In the listing below, repeat exactly every line from the first through the line containing "clock: &VectorClock) -> MemoryEvent", with nothing else.
* * *
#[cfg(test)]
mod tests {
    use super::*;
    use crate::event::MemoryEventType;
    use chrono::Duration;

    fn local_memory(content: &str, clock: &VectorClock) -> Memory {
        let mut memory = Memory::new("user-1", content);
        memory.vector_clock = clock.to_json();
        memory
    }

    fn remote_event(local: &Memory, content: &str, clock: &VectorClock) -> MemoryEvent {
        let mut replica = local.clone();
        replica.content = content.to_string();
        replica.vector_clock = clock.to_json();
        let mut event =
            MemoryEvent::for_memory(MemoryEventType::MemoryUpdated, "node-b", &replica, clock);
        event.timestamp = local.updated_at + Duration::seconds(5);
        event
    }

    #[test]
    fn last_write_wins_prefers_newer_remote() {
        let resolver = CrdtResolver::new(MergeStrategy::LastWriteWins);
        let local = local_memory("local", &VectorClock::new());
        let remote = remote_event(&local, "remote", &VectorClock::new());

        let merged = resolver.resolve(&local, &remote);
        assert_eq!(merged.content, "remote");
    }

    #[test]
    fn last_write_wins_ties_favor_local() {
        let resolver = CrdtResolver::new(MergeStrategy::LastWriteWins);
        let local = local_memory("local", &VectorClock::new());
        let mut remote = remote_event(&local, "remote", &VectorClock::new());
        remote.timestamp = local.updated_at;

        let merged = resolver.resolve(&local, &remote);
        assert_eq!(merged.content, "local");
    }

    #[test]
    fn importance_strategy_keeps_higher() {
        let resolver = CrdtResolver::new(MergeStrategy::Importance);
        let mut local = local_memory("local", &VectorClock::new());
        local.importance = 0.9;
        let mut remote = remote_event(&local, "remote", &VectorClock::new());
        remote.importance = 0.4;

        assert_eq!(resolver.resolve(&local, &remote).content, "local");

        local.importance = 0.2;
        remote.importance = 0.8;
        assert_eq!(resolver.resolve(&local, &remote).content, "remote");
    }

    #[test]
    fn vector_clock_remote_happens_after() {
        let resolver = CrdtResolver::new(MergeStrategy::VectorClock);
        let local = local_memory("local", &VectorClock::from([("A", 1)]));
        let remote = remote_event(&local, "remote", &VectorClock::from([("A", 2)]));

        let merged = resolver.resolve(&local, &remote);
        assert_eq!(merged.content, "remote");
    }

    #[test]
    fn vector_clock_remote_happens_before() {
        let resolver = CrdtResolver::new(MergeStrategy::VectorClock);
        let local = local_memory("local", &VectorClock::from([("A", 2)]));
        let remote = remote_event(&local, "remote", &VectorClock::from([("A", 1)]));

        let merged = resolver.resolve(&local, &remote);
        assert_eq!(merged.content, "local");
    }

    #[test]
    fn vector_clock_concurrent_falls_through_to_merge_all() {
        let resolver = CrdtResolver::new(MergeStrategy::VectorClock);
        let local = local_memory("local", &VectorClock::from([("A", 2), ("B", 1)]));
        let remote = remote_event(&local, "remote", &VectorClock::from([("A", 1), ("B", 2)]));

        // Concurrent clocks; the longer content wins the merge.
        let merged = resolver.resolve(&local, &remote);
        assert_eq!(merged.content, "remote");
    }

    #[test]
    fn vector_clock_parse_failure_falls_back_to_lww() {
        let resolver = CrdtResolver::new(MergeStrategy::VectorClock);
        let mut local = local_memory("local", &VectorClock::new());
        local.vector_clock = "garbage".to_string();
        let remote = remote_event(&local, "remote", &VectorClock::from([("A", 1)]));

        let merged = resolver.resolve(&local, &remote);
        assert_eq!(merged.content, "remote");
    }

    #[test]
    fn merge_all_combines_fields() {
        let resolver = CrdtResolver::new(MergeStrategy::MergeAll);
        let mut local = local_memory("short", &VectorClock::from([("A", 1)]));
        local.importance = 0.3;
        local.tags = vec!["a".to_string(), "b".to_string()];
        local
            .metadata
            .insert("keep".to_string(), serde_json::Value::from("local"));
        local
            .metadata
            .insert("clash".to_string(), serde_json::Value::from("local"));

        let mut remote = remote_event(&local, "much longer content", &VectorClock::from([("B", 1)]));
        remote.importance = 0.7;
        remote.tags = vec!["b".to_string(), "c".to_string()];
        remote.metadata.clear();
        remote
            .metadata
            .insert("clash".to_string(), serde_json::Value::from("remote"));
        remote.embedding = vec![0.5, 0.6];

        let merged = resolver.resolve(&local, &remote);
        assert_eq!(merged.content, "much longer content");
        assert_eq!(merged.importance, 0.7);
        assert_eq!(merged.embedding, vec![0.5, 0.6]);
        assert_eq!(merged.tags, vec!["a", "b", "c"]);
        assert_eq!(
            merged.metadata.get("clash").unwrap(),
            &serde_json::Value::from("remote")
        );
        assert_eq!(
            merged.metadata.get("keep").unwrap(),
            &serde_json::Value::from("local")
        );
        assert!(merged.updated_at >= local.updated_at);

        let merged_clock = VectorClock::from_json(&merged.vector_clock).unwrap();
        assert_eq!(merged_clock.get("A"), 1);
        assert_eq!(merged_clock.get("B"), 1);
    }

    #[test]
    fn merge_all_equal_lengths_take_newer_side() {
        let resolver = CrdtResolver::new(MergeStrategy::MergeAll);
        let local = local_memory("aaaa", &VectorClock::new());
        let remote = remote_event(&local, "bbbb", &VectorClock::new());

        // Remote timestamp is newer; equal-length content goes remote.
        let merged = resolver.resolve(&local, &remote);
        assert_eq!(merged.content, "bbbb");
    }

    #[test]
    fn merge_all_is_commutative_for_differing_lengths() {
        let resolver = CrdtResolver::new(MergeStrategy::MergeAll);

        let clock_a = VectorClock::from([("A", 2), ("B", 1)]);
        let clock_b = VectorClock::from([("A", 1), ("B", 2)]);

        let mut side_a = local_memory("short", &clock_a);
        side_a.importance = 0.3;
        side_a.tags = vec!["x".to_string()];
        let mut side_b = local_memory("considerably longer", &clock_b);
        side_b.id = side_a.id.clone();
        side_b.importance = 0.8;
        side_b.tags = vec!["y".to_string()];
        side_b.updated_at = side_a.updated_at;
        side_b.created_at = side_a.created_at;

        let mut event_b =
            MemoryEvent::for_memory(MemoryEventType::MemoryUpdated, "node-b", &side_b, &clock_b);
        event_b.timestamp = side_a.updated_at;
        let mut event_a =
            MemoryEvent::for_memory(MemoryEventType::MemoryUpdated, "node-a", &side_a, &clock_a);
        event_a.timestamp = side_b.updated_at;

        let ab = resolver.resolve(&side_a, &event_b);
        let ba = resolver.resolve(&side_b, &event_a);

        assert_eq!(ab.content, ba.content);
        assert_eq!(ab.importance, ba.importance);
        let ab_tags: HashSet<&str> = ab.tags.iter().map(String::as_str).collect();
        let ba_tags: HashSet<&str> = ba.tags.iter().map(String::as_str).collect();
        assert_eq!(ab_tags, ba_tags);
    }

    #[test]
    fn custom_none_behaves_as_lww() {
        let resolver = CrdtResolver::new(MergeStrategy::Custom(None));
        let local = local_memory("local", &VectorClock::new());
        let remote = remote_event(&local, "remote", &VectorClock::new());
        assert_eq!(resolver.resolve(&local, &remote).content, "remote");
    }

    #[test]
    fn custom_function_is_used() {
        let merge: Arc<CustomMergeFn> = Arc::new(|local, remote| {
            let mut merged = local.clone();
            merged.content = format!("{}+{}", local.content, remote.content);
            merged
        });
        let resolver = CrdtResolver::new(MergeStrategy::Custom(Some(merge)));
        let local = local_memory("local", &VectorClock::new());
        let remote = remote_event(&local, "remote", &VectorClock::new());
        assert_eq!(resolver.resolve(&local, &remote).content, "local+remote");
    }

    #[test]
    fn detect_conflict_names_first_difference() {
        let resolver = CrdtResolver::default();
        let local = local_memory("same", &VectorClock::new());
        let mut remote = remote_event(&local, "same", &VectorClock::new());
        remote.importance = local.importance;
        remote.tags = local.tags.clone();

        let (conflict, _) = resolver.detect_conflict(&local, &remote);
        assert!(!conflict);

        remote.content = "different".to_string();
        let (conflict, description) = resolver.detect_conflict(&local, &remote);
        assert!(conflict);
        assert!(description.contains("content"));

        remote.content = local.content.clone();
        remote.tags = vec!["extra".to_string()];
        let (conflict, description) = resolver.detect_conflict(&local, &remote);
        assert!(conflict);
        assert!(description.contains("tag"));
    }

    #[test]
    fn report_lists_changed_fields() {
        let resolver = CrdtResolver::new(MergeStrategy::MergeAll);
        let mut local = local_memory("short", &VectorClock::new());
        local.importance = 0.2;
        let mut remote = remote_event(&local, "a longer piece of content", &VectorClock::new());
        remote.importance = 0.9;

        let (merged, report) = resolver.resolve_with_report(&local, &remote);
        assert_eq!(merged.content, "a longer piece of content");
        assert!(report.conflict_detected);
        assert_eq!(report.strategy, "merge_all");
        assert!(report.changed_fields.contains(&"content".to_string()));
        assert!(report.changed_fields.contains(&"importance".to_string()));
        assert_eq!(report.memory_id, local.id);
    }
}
* * *
_Solution_
#[cfg(test)]
mod tests {
    use super::*;
    use crate::event::MemoryEventType;
    use chrono::Duration;

    fn local_memory(content: &str, clock: &VectorClock) -> Memory {
        let mut memory = Memory::new("user-1", content);
        memory.vector_clock = clock.to_json();
        memory
    }

    fn remote_event(local: &Memory, content: &str, clock: &VectorClock) -> MemoryEvent {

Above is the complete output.